Grazie a Mr. Mweebo imparo a fare un altro esame sul sangue, quello che noi chiamiamo VES, velocità di eritrosedimentazione, in modo da poter aiutare anche su questo fronte.
In una mattina mi viene detto che non c’è acqua: non essendoci automaticamente lavoro (così come mi aveva insegnato Tuedess), faccio un salto al reparto bambini.
Sono tanti, all’inizio non si fidano molto di te perché, specialmente i più piccoli, notano il colore bianco della pelle e hanno un po’ di paura, hanno degli occhi bellissimi e dei volti dolci nonostante la malattia e le loro mamme a volte sanno di poterli perdere da un giorno all’altro.
Nei numerosi, seppur brevi, momenti passati in quel reparto ho potuto affezionarmi a quelle meraviglie della natura che di certo non hanno mai desiderato trovarsi in quella circostanza. Ho conosciuto Ben, Aphen, Ackim, Edith e tantissimi altri bambini ricoverati per malnutrizione, denutrizione, tubercolosi, malaria, fratture, ustioni, difficoltà respiratorie, infezioni cutanee, ecc…e purtroppo non sempre li ho ritrovati tutti da un giorno all’altro.
Ma le mattinate in ospedale passano velocemente, supero quella che generalmente si chiama ‘settimana d’adattamento’ ed entro a pieno ritmo anche nella routine di “City of Joy”, praticamente la routine pomeridiana!

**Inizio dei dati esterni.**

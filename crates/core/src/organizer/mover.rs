//! Moving a file, with a copy fallback across filesystems.

use sha2::{Digest, Sha256};
use std::path::Path;
use tokio::fs::{self, File};
use tokio::io::{AsyncReadExt, AsyncWriteExt, BufReader, BufWriter};

use super::error::OrganizeError;

const BUFFER_SIZE: usize = 64 * 1024;

/// Attempts to move a file atomically (rename).
///
/// Returns `Ok(false)` when source and destination are on different
/// filesystems.
async fn try_atomic_move(source: &Path, destination: &Path) -> Result<bool, OrganizeError> {
    match fs::rename(source, destination).await {
        Ok(()) => Ok(true),
        // EXDEV is 18 on Linux.
        Err(e) if e.kind() == std::io::ErrorKind::CrossesDevices || e.raw_os_error() == Some(18) => {
            Ok(false)
        }
        Err(e) => Err(OrganizeError::MoveFailed {
            from: source.to_path_buf(),
            to: destination.to_path_buf(),
            error: e,
        }),
    }
}

/// Copies `source` to `destination`, returning the SHA-256 of the bytes
/// written when `hash` is set.
async fn copy_file(
    source: &Path,
    destination: &Path,
    hash: bool,
) -> Result<Option<String>, OrganizeError> {
    let source_file = File::open(source)
        .await
        .map_err(|e| OrganizeError::copy_failed(source, destination, e))?;
    let dest_file = File::create(destination)
        .await
        .map_err(|e| OrganizeError::copy_failed(source, destination, e))?;

    let mut reader = BufReader::with_capacity(BUFFER_SIZE, source_file);
    let mut writer = BufWriter::with_capacity(BUFFER_SIZE, dest_file);
    let mut hasher = hash.then(Sha256::new);
    let mut buffer = vec![0u8; BUFFER_SIZE];

    loop {
        let bytes_read = reader
            .read(&mut buffer)
            .await
            .map_err(|e| OrganizeError::copy_failed(source, destination, e))?;
        if bytes_read == 0 {
            break;
        }
        if let Some(ref mut h) = hasher {
            h.update(&buffer[..bytes_read]);
        }
        writer
            .write_all(&buffer[..bytes_read])
            .await
            .map_err(|e| OrganizeError::copy_failed(source, destination, e))?;
    }

    writer
        .flush()
        .await
        .map_err(|e| OrganizeError::copy_failed(source, destination, e))?;

    Ok(hasher.map(|h| format!("{:x}", h.finalize())))
}

/// SHA-256 of a file's contents.
pub(crate) async fn sha256_file(path: &Path) -> Result<String, OrganizeError> {
    let file = File::open(path).await?;
    let mut reader = BufReader::with_capacity(BUFFER_SIZE, file);
    let mut buffer = vec![0u8; BUFFER_SIZE];
    let mut hasher = Sha256::new();
    loop {
        let bytes_read = reader.read(&mut buffer).await?;
        if bytes_read == 0 {
            break;
        }
        hasher.update(&buffer[..bytes_read]);
    }
    Ok(format!("{:x}", hasher.finalize()))
}

/// Moves `source` to `destination`, replacing any existing file.
///
/// Tries a rename first. Across filesystems the file is copied, optionally
/// verified by checksum, and the source removed. A failed copy removes the
/// partial destination and leaves the source untouched.
pub(crate) async fn move_file(
    source: &Path,
    destination: &Path,
    verify: bool,
) -> Result<(), OrganizeError> {
    if !fs::try_exists(source).await.unwrap_or(false) {
        return Err(OrganizeError::SourceNotFound {
            path: source.to_path_buf(),
        });
    }

    if try_atomic_move(source, destination).await? {
        return Ok(());
    }

    tracing::debug!(
        from = %source.display(),
        to = %destination.display(),
        "Cross-device move, copying"
    );

    let copied = match copy_file(source, destination, verify).await {
        Ok(checksum) => checksum,
        Err(e) => {
            let _ = fs::remove_file(destination).await;
            return Err(e);
        }
    };

    if let Some(expected) = copied {
        let actual = sha256_file(destination).await?;
        if actual != expected {
            let _ = fs::remove_file(destination).await;
            return Err(OrganizeError::ChecksumMismatch {
                path: destination.to_path_buf(),
                expected,
                actual,
            });
        }
    }

    if let Err(e) = fs::remove_file(source).await {
        tracing::warn!(
            "Failed to remove source file {} after copy: {}",
            source.display(),
            e
        );
    }
    Ok(())
}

Il complesso ora consta di tre strutture (due case per ragazze e la “Casa del Volontario” che dopo l’inaugurazione è diventata “Casa Ruvo”) e una in fase di completamento (il salone/oratorio). Per prima cosa mi sono impegnata nelle decorazioni delle camere con i vari stencils, ho passato del tempo con i bambini dei compounds vicini ma anche quelli della “Luyobolola School” (il progetto di Don Maurizio a cui ho lavorato lo scorso anno), mi sono impegnata ai fornelli, nelle pulizia degli ambienti comuni e in tutto ciò che potesse essere necessario.

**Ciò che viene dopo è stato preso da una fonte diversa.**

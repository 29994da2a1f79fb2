//! yt-dlp based fetcher.

use async_trait::async_trait;
use serde::{Deserialize, Serialize};
use std::path::{Path, PathBuf};
use tracing::debug;

use super::{AudioFetcher, FetchError};
use crate::searcher::default_ytdlp_path;
use crate::tool::{probe_tool, run_tool};

/// Configuration for the yt-dlp fetcher.
#[derive(Debug, Clone, Serialize, Deserialize)]
pub struct FetcherConfig {
    /// Path to the yt-dlp binary.
    #[serde(default = "default_ytdlp_path")]
    pub ytdlp_path: PathBuf,

    /// Format selector passed to `-f`.
    #[serde(default = "default_format_selector")]
    pub format_selector: String,

    /// Codec the audio is extracted to (lossy staging before normalization).
    #[serde(default = "default_staging_codec")]
    pub staging_codec: String,

    /// yt-dlp `--audio-quality` (0 is best VBR).
    #[serde(default = "default_audio_quality")]
    pub audio_quality: String,

    /// Additional yt-dlp arguments.
    #[serde(default)]
    pub extra_args: Vec<String>,
}

fn default_format_selector() -> String {
    "bestaudio/best".to_string()
}

fn default_staging_codec() -> String {
    "mp3".to_string()
}

fn default_audio_quality() -> String {
    "0".to_string()
}

impl Default for FetcherConfig {
    fn default() -> Self {
        Self {
            ytdlp_path: default_ytdlp_path(),
            format_selector: default_format_selector(),
            staging_codec: default_staging_codec(),
            audio_quality: default_audio_quality(),
            extra_args: Vec::new(),
        }
    }
}

/// Fetches audio with yt-dlp and extracts it to the staging codec.
pub struct YtDlpFetcher {
    config: FetcherConfig,
}

impl YtDlpFetcher {
    pub fn new(config: FetcherConfig) -> Self {
        Self { config }
    }

    /// Path yt-dlp produces for `stem` after extraction.
    pub fn output_path(&self, stem: &Path) -> PathBuf {
        let mut name = stem.as_os_str().to_os_string();
        name.push(".");
        name.push(&self.config.staging_codec);
        PathBuf::from(name)
    }

    fn build_args(&self, locator: &str, stem: &Path) -> Vec<String> {
        let template = format!("{}.%(ext)s", stem.display());
        let mut args = vec![
            "-f".to_string(),
            self.config.format_selector.clone(),
            "--no-playlist".to_string(),
            "--no-progress".to_string(),
            "--quiet".to_string(),
            "--extract-audio".to_string(),
            "--audio-format".to_string(),
            self.config.staging_codec.clone(),
            "--audio-quality".to_string(),
            self.config.audio_quality.clone(),
            "--force-overwrites".to_string(),
            "-o".to_string(),
            template,
        ];
        args.extend(self.config.extra_args.iter().cloned());
        // Locators starting with '-' must not be read as options.
        args.push("--".to_string());
        args.push(locator.to_string());
        args
    }
}

#[async_trait]
impl AudioFetcher for YtDlpFetcher {
    fn name(&self) -> &str {
        "yt-dlp"
    }

    async fn fetch(&self, locator: &str, stem: &Path) -> Result<PathBuf, FetchError> {
        if let Some(parent) = stem.parent() {
            tokio::fs::create_dir_all(parent).await?;
        }

        let args = self.build_args(locator, stem);
        let output = run_tool(&self.config.ytdlp_path, &args)
            .await
            .map_err(|source| FetchError::Launch {
                program: self.config.ytdlp_path.clone(),
                source,
            })?;

        if !output.status.success() {
            return Err(FetchError::backend_failed(
                format!("yt-dlp exited with code {:?}", output.status.code()),
                output.stderr_tail(5),
            ));
        }

        let path = self.output_path(stem);
        if !tokio::fs::try_exists(&path).await.unwrap_or(false) {
            return Err(FetchError::MissingOutput { path });
        }

        debug!(locator, path = %path.display(), "Fetched audio");
        Ok(path)
    }

    async fn validate(&self) -> Result<(), FetchError> {
        probe_tool(&self.config.ytdlp_path, "--version")
            .await
            .map_err(|source| FetchError::Launch {
                program: self.config.ytdlp_path.clone(),
                source,
            })
    }
}

#[cfg(test)]
mod tests {
    use super::*;
    use tempfile::TempDir;

    #[test]
    fn test_build_args() {
        let fetcher = YtDlpFetcher::new(FetcherConfig::default());
        let stem = PathBuf::from("/music/.steep-work/Band - Song");
        let args = fetcher.build_args("https://www.youtube.com/watch?v=abc", &stem);

        let pos = |flag: &str| args.iter().position(|a| a == flag).unwrap();
        assert_eq!(args[pos("-f") + 1], "bestaudio/best");
        assert_eq!(args[pos("--audio-format") + 1], "mp3");
        assert_eq!(args[pos("-o") + 1], "/music/.steep-work/Band - Song.%(ext)s");
        assert!(args.contains(&"--no-playlist".to_string()));
        assert_eq!(args[args.len() - 2], "--");
        assert_eq!(args.last().unwrap(), "https://www.youtube.com/watch?v=abc");
    }

    #[test]
    fn test_output_path_keeps_dots_in_stem() {
        let fetcher = YtDlpFetcher::new(FetcherConfig::default());
        assert_eq!(
            fetcher.output_path(Path::new("/w/Mr. Band - Song")),
            PathBuf::from("/w/Mr. Band - Song.mp3")
        );
    }

    #[tokio::test]
    async fn test_missing_binary_is_launch_error() {
        let temp = TempDir::new().unwrap();
        let fetcher = YtDlpFetcher::new(FetcherConfig {
            ytdlp_path: PathBuf::from("/nonexistent/yt-dlp"),
            ..Default::default()
        });

        let result = fetcher
            .fetch("https://example.com", &temp.path().join("work").join("stem"))
            .await;
        assert!(matches!(result, Err(FetchError::Launch { .. })));
        assert!(temp.path().join("work").is_dir());
    }
}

Per quanto riguarda i bambini, sono stati sempre lì, ogni pomeriggio, ad aspettarci per passare del tempo con noi, ci hanno abilmente trasformato i capelli, e i loro “Hiwe, How are you?” li sento ancora nella testa! Ma sapevo che la nostra partenza, per quanto dolorosa per loro, sarebbe stato un motivo per sperare e li avrebbe resi sempre più pazienti in attesa di rivederci di nuovo, così come accade ogni anno.

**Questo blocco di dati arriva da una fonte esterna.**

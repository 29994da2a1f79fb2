//! Error types for the organizer module.

use std::path::PathBuf;
use thiserror::Error;

/// Errors that can occur while moving a file into its folder.
#[derive(Debug, Error)]
pub enum OrganizeError {
    /// Source file not found.
    #[error("Source file not found: {path}")]
    SourceNotFound { path: PathBuf },

    /// Failed to create destination directory.
    #[error("Failed to create directory: {path}")]
    DirectoryCreationFailed {
        path: PathBuf,
        #[source]
        source: std::io::Error,
    },

    /// Failed to move/rename file.
    #[error("Failed to move file from {from} to {to}")]
    MoveFailed {
        from: PathBuf,
        to: PathBuf,
        #[source]
        error: std::io::Error,
    },

    /// Failed to copy file (cross-device fallback).
    #[error("Failed to copy file from {from} to {to}")]
    CopyFailed {
        from: PathBuf,
        to: PathBuf,
        #[source]
        error: std::io::Error,
    },

    /// Checksum verification of a copy failed.
    #[error("Checksum mismatch for {path}: expected {expected}, got {actual}")]
    ChecksumMismatch {
        path: PathBuf,
        expected: String,
        actual: String,
    },

    /// I/O error.
    #[error("I/O error: {0}")]
    Io(#[from] std::io::Error),
}

impl OrganizeError {
    pub(crate) fn copy_failed(from: &std::path::Path, to: &std::path::Path, error: std::io::Error) -> Self {
        Self::CopyFailed {
            from: from.to_path_buf(),
            to: to.to_path_buf(),
            error,
        }
    }
}
//! Mock normalizer for testing.

use async_trait::async_trait;
use std::path::PathBuf;
use std::sync::atomic::{AtomicUsize, Ordering};
use std::sync::Arc;
use std::time::Duration;
use tokio::sync::RwLock;

use crate::normalizer::{partial_path, NormalizeError, NormalizeJob, Normalizer};

/// Mock implementation of the Normalizer trait.
///
/// Copies the input to `<output>.part`, waits for the configured delay, then
/// renames it onto the output path. A job cancelled during the delay leaves
/// the partial file behind, like a killed encoder would.
#[derive(Debug, Default)]
pub struct MockNormalizer {
    /// If set, the next job will fail with this error.
    next_error: Arc<RwLock<Option<NormalizeError>>>,
    /// Completed jobs.
    jobs: Arc<RwLock<Vec<NormalizeJob>>>,
    /// Simulated encoding time.
    delay: Arc<RwLock<Option<Duration>>>,
    calls: AtomicUsize,
}

impl MockNormalizer {
    /// Create a new mock normalizer.
    pub fn new() -> Self {
        Self::default()
    }

    /// Make the next job fail.
    pub async fn set_next_error(&self, error: NormalizeError) {
        *self.next_error.write().await = Some(error);
    }

    /// Delay every job after the partial output is written.
    pub async fn set_delay(&self, delay: Duration) {
        *self.delay.write().await = Some(delay);
    }

    /// Number of jobs attempted.
    pub fn call_count(&self) -> usize {
        self.calls.load(Ordering::SeqCst)
    }

    /// Jobs completed so far.
    pub async fn completed_jobs(&self) -> Vec<NormalizeJob> {
        self.jobs.read().await.clone()
    }
}

#[async_trait]
impl Normalizer for MockNormalizer {
    fn name(&self) -> &str {
        "mock"
    }

    async fn normalize(&self, job: &NormalizeJob) -> Result<PathBuf, NormalizeError> {
        self.calls.fetch_add(1, Ordering::SeqCst);

        if let Some(error) = self.next_error.write().await.take() {
            return Err(error);
        }
        if !job.input_path.exists() {
            return Err(NormalizeError::InputNotFound {
                path: job.input_path.clone(),
            });
        }

        if let Some(parent) = job.output_path.parent() {
            tokio::fs::create_dir_all(parent).await?;
        }
        let partial = partial_path(&job.output_path);
        tokio::fs::copy(&job.input_path, &partial).await?;

        let delay = *self.delay.read().await;
        if let Some(delay) = delay {
            tokio::time::sleep(delay).await;
        }
        tokio::fs::rename(&partial, &job.output_path).await?;

        self.jobs.write().await.push(job.clone());
        Ok(job.output_path.clone())
    }

    async fn validate(&self) -> Result<(), NormalizeError> {
        Ok(())
    }
}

Poi c’è stato l’addio a Mazabuka, il saluto di tutti e il ritorno in Italia, traumatico come sempre…devo dire, però, meno traumatico dello scorso anno, ma pur sempre forte! Che dire ancora?! Queste sono esperienze che bisogna fare almeno una volta nella vita: richiedono determinazione, grande spirito di adattamento, grande forza d’animo e maturità, però arricchiscono tanto e grazie all’Africa non si può che crescere!! E non importa se a volte tra i souvenirs in valigia c’è anche qualche piccolo raffreddore da curare con calma in Italia, perché ciò che si prova, ciò che si vede, ciò che si fa durante un’esperienza del genere vale molto di più di una vacanza ad Ibiza!!!